Tony Award winner John Rando directs Guys and Dolls at Barrington Stage

By Lesley Ann Beck

[PITTSFIELD, Mass.] — Tony Award-winner John Rando promises “a funny, wonderful, moving, heartfelt night in the theater,” when Guys and Dolls, the iconic Broadway musical he’s directing at Barrington Stage Company, opens this week. Rando is a huge fan of the show, one he agrees is “one of the great American musicals.” Now in previews, Guys and Dolls opens on Sunday, June 19, and runs through July 16.

“The piece is really well-crafted. … The book is one of the funniest books I’ve worked with,” Rando said in a recent phone interview. “Much of the storytelling, much of the romance, is in the music. The playwriting is so firm.” That the show is so well-written makes the director’s job easier. “It’s a well-executed show and it’s a comfort that it’s all there on the page and in the score.”

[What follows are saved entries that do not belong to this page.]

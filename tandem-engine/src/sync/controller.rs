use crate::control::ControlChannel;
use crate::media::{MediaElement, PositionDisplay, RenderSink};
use crate::sync::SelectionState;
use dashmap::DashMap;
use std::sync::Arc;
use std::time::Duration;
use tandem_core::{ChannelState, ControlCommand, PairIndex, RemoteStream, RemoteTrack, Role};
use tokio::task::JoinHandle;
use tokio::time::{Instant, MissedTickBehavior};
use tracing::{debug, info, trace, warn};

/// What the controller knows about one pair.
struct PairLink {
    media: Arc<dyn MediaElement>,
    offerer_channel: Option<Arc<dyn ControlChannel>>,
    answerer_channel: Option<Arc<dyn ControlChannel>>,
    remote_stream: Option<RemoteStream>,
}

impl PairLink {
    fn channel(&self, role: Role) -> Option<&Arc<dyn ControlChannel>> {
        match role {
            Role::Offerer => self.offerer_channel.as_ref(),
            Role::Answerer => self.answerer_channel.as_ref(),
        }
    }

    fn channel_mut(&mut self, role: Role) -> &mut Option<Arc<dyn ControlChannel>> {
        match role {
            Role::Offerer => &mut self.offerer_channel,
            Role::Answerer => &mut self.answerer_channel,
        }
    }
}

struct Inner {
    links: DashMap<PairIndex, PairLink>,
    selection: Arc<SelectionState>,
    display: Arc<dyn PositionDisplay>,
    render: Arc<dyn RenderSink>,
}

/// Keeps playback of every pair in step with the selected viewer.
///
/// The offerer end of each control channel reports its local position and obeys
/// seek/play/pause; the answerer end feeds the position display and carries the
/// user's commands. Cheap to clone; every clone sees the same pairs.
#[derive(Clone)]
pub struct PlaybackSyncController {
    inner: Arc<Inner>,
}

impl PlaybackSyncController {
    pub fn new(
        selection: Arc<SelectionState>,
        display: Arc<dyn PositionDisplay>,
        render: Arc<dyn RenderSink>,
    ) -> Self {
        Self {
            inner: Arc::new(Inner {
                links: DashMap::new(),
                selection,
                display,
                render,
            }),
        }
    }

    pub fn selection(&self) -> &Arc<SelectionState> {
        &self.inner.selection
    }

    pub fn selected(&self) -> Option<PairIndex> {
        self.inner.selection.get()
    }

    pub fn register_pair(&self, pair: PairIndex, media: Arc<dyn MediaElement>) {
        self.inner.links.insert(
            pair,
            PairLink {
                media,
                offerer_channel: None,
                answerer_channel: None,
                remote_stream: None,
            },
        );
    }

    pub fn is_registered(&self, pair: PairIndex) -> bool {
        self.inner.links.contains_key(&pair)
    }

    /// Takes `channel` as the send handle of `role` unless one is already held.
    pub fn bind_channel(&self, pair: PairIndex, role: Role, channel: Arc<dyn ControlChannel>) -> bool {
        let Some(mut link) = self.inner.links.get_mut(&pair) else {
            warn!("{} {}: channel opened for unregistered pair", pair, role);
            return false;
        };

        let slot = link.channel_mut(role);
        if slot.is_some() {
            debug!("{} {}: already holds a control channel", pair, role);
            return false;
        }

        info!("{} {}: control channel '{}' bound", pair, role, channel.label());
        *slot = Some(channel);
        true
    }

    pub fn unbind_channel(&self, pair: PairIndex, role: Role) {
        if let Some(mut link) = self.inner.links.get_mut(&pair) {
            link.channel_mut(role).take();
        }
    }

    pub fn channel_state(&self, pair: PairIndex, role: Role) -> ChannelState {
        self.inner
            .links
            .get(&pair)
            .and_then(|link| link.channel(role).map(|c| c.state()))
            .unwrap_or(ChannelState::Closed)
    }

    /// Dispatches one message received by `role` of `pair`. Undecodable and
    /// misdirected messages are logged and dropped.
    pub fn handle_inbound(&self, pair: PairIndex, role: Role, text: &str) {
        let command = match ControlCommand::decode(text) {
            Ok(command) => command,
            Err(e) => {
                warn!("{} {}: ignoring control message {:?}: {}", pair, role, text, e);
                return;
            }
        };

        let Some(media) = self.inner.links.get(&pair).map(|link| link.media.clone()) else {
            warn!("{} {}: message for unregistered pair", pair, role);
            return;
        };

        match (role, command) {
            (Role::Offerer, ControlCommand::Seek(seconds)) => {
                debug!("{}: remote seek to {}", pair, seconds);
                media.seek(seconds);
            }
            (Role::Offerer, ControlCommand::Play) => {
                debug!("{}: remote play", pair);
                media.play();
            }
            (Role::Offerer, ControlCommand::Pause) => {
                debug!("{}: remote pause", pair);
                media.pause();
            }
            (Role::Answerer, ControlCommand::Time(seconds)) => {
                if self.inner.selection.is_selected(pair) {
                    self.inner.display.show_position(pair, seconds);
                } else {
                    trace!("{}: time {} dropped, pair not selected", pair, seconds);
                }
            }
            (role, command) => {
                warn!("{} {}: unexpected '{}', ignoring", pair, role, command);
            }
        }
    }

    /// Sends `time,<position>` on every open offerer channel. Returns how many went out.
    pub async fn broadcast_time(&self) -> usize {
        let targets: Vec<_> = self
            .inner
            .links
            .iter()
            .filter_map(|entry| {
                let channel = entry.value().offerer_channel.clone()?;
                channel
                    .is_open()
                    .then(|| (*entry.key(), entry.value().media.clone(), channel))
            })
            .collect();

        let mut sent = 0;
        for (pair, media, channel) in targets {
            let command = ControlCommand::Time(media.current_time());
            match channel.send_command(&command).await {
                Ok(()) => sent += 1,
                Err(e) => warn!("{}: time broadcast failed: {}", pair, e),
            }
        }
        sent
    }

    /// Runs [`Self::broadcast_time`] every `interval`, first one interval from now.
    /// Abort the handle to stop.
    pub fn spawn_broadcast(&self, interval: Duration) -> JoinHandle<()> {
        let controller = self.clone();
        tokio::spawn(async move {
            let mut ticker = tokio::time::interval_at(Instant::now() + interval, interval);
            ticker.set_missed_tick_behavior(MissedTickBehavior::Delay);
            loop {
                ticker.tick().await;
                let sent = controller.broadcast_time().await;
                trace!("time broadcast to {} pairs", sent);
            }
        })
    }

    pub async fn seek(&self, seconds: f64) -> bool {
        self.send_to_selected(ControlCommand::Seek(seconds)).await
    }

    pub async fn play(&self) -> bool {
        self.send_to_selected(ControlCommand::Play).await
    }

    pub async fn pause(&self) -> bool {
        self.send_to_selected(ControlCommand::Pause).await
    }

    /// Selection takes effect for the next `time` message; the pair's stream is
    /// shown right away when it has one.
    pub fn select_pair(&self, pair: PairIndex) -> bool {
        if !self.inner.selection.select(pair) {
            warn!("{} cannot be selected", pair);
            return false;
        }
        if self.is_registered(pair) {
            info!("{} selected", pair);
        } else {
            info!("{} selected before it exists", pair);
        }

        let stream = self
            .inner
            .links
            .get(&pair)
            .and_then(|link| link.remote_stream.clone());
        if let Some(stream) = stream {
            self.inner.render.render(pair, &stream);
        }
        true
    }

    /// Records a track received by the answerer. Only the first track of a pair
    /// reaches the render sink.
    pub fn register_remote_track(&self, pair: PairIndex, stream_id: &str, track: RemoteTrack) {
        let added = {
            let Some(mut link) = self.inner.links.get_mut(&pair) else {
                warn!("{}: track for unregistered pair", pair);
                return;
            };
            match &mut link.remote_stream {
                Some(stream) => {
                    if !stream.tracks.iter().any(|t| t.track_id == track.track_id) {
                        stream.tracks.push(track);
                    }
                    None
                }
                None => {
                    let stream = RemoteStream::new(stream_id, track);
                    link.remote_stream = Some(stream.clone());
                    Some(stream)
                }
            }
        };

        if let Some(stream) = added {
            info!("{}: remote stream {} available", pair, stream.stream_id);
            self.inner.render.remote_stream_added(pair, &stream);
        }
    }

    pub fn remote_stream(&self, pair: PairIndex) -> Option<RemoteStream> {
        self.inner
            .links
            .get(&pair)
            .and_then(|link| link.remote_stream.clone())
    }

    async fn send_to_selected(&self, command: ControlCommand) -> bool {
        let Some(pair) = self.inner.selection.get() else {
            debug!("no pair selected, dropping '{}'", command);
            return false;
        };

        let channel = self
            .inner
            .links
            .get(&pair)
            .and_then(|link| link.answerer_channel.clone());
        let Some(channel) = channel.filter(|c| c.is_open()) else {
            debug!("{}: no open control channel, dropping '{}'", pair, command);
            return false;
        };

        match channel.send_command(&command).await {
            Ok(()) => true,
            Err(e) => {
                warn!("{}: {}", pair, e);
                false
            }
        }
    }
}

Gamblers Nathan Detroit and Sky Masterson, showgirl Miss Adelaide, and missionary Sarah Brown are the main characters in the now-classic “musical fable of Broadway,” Guys and Dolls, written by Frank Loesser, Abe Burrows, and Jo Swerling, based on stories by Damon Runyon. It opened on Broadway in 1950 and won eight Tony Awards, including Best Musical.

“I love looking at classic work, plays and musical theater, and reinvigorating them, breathing new life into them. That’s been a staple of my work in New York and across the country,” Rando says. “Although I do an immense amount of new work, it’s comforting to return to a classic.”

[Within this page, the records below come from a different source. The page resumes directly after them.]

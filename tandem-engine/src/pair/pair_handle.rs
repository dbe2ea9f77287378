use crate::error::SessionError;
use crate::media::MediaTracks;
use crate::pair::PairCommand;
use std::time::Duration;
use tandem_core::{PairIndex, PairStatus};
use tokio::sync::{mpsc, oneshot, watch};

/// Outside view of a running pair.
#[derive(Clone)]
pub struct PairHandle {
    index: PairIndex,
    command_tx: mpsc::Sender<PairCommand>,
    status_rx: watch::Receiver<PairStatus>,
}

impl PairHandle {
    pub(crate) fn new(
        index: PairIndex,
        command_tx: mpsc::Sender<PairCommand>,
        status_rx: watch::Receiver<PairStatus>,
    ) -> Self {
        Self {
            index,
            command_tx,
            status_rx,
        }
    }

    pub fn index(&self) -> PairIndex {
        self.index
    }

    pub fn status(&self) -> PairStatus {
        *self.status_rx.borrow()
    }

    pub async fn tracks_ready(&self, tracks: MediaTracks) -> Result<(), SessionError> {
        self.command_tx
            .send(PairCommand::TracksReady(tracks))
            .await
            .map_err(|_| SessionError::PairStopped(self.index))
    }

    /// Closes both endpoints and waits for the event loop to finish.
    pub async fn close(&self) -> Result<(), SessionError> {
        let (done, closed) = oneshot::channel();
        self.command_tx
            .send(PairCommand::Close { done })
            .await
            .map_err(|_| SessionError::PairStopped(self.index))?;
        closed
            .await
            .map_err(|_| SessionError::PairStopped(self.index))
    }

    pub async fn wait_for<F>(&self, pred: F, timeout: Duration) -> Result<PairStatus, SessionError>
    where
        F: FnMut(&PairStatus) -> bool,
    {
        let mut rx = self.status_rx.clone();
        match tokio::time::timeout(timeout, rx.wait_for(pred)).await {
            Ok(Ok(status)) => Ok(*status),
            Ok(Err(_)) => Err(SessionError::PairStopped(self.index)),
            Err(_) => Err(SessionError::Timeout {
                pair: self.index,
                timeout,
            }),
        }
    }

    /// Waits until both endpoints report connected. Fails early once either side
    /// fails or closes.
    pub async fn wait_connected(&self, timeout: Duration) -> Result<PairStatus, SessionError> {
        let status = self
            .wait_for(|s| s.is_connected() || s.is_terminal(), timeout)
            .await?;
        if status.is_connected() {
            Ok(status)
        } else {
            Err(SessionError::PairFailed(self.index))
        }
    }
}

Rando has a long list of directing credits both on Broadway and in regional theater; he won his Tony for best direction of a musical in 2002 for Urinetown. Rando has often worked in the Berkshires; he was an associate at Berkshire Theatre Festival (BTF) back in the 1990s, and more recently, directed A Flea in her Ear at Williamstown Theatre Festival in 2008 and The Guardsman last year at BTF.

Rando sees Guys and Dolls as an American fable. “It’s the war between vice and virtue,” Rando says. “It’s a beautiful story that’s still fun to tell. We have our Puritan values but also a hunger for risk. Put that in the crucible of Broadway and it’s a great atmosphere to tell a story.”

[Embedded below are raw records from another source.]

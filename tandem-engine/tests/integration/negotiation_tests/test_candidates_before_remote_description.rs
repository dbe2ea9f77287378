use tandem_engine::{PairIndex, Role};

use crate::integration::{create_test_session, init_tracing};
use crate::utils::MockConfig;

#[tokio::test]
async fn test_candidates_before_remote_description() {
    init_tracing();

    let config = MockConfig {
        candidates_per_endpoint: 3,
        early_candidates: true,
        ..Default::default()
    };
    let test = create_test_session(config, 1).await;
    test.wait_all_connected().await;

    let link = test.factory.link(PairIndex(0));

    // Nothing was handed to the transport before its remote description existed.
    assert_eq!(link.rejected_candidates(Role::Answerer), 0);
    assert_eq!(link.rejected_candidates(Role::Offerer), 0);

    let applied: Vec<_> = link
        .applied_candidates(Role::Answerer)
        .into_iter()
        .map(|c| c.candidate)
        .collect();
    assert_eq!(applied.len(), 3);
    for (n, candidate) in applied.iter().enumerate() {
        assert!(
            candidate.starts_with(&format!("candidate:{n} ")),
            "candidate {n} out of order: {candidate}"
        );
    }

    test.session.shutdown().await;
}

Music director Darren Cohen will be in the orchestra pit for every performance of Guys and Dolls, a show he describes as “pretty brilliant.” There will be nine musicians, including Cohen, who is using “lots of brass, trombones and saxes and trumpets,” to create the New York City sound of cars and horns and streets.

“When you work with it,” Cohen says, “the music, the lyrics, and the book are perfect together. It’s touching, hilarious, and perfect.” The score, he says, “is deceivingly difficult, vocally and stylistically. It’s set in the 1940s and you have to approach it as a legitimate theater piece. We found the best singers who can act and understand the style.”

Cohen says his job is to honor the score, which was innovative when first written. “For that decade of musicals, most open with an ensemble piece. In Guys and Dolls, the first vocal we hear is a trio of men” in the “Fugue for Tinhorns.” “It sets up the flavor of what’s to come.”

And there are some showstoppers. “Sit Down” will blow the house away, Cohen promises. “I’m so thrilled with the principals. It’s such a pleasure to hear them sing the score.”

Cohen has a new-found appreciation for the show’s composer, Frank Loesser. “The more I play this, it says exactly what it needs to say and it feels like New York. It’s brilliant in its own right. The score has its intricacies, it has to be approached with respect.”

Guys and Dolls stars Michael Thomas Holmes as Nathan Detroit; Morgan James as Sarah Brown; Leslie Kritzer as Adelaide; and Matthew Risch as Sky Masterson.

“The company I have is a bit younger than has usually been done,” Rando said. “I think Adelaide and Nathan have their attraction, they are magnetic personalities. She’s a burlesque star and he runs the ‘oldest established permanent floating crap game.’ The love stories are so vital to the joy and entertainment of the show.”

But for audiences, Rando says, “I think the biggest treat is this company of actors. They are wonderful and I’m so grateful to have them up here.”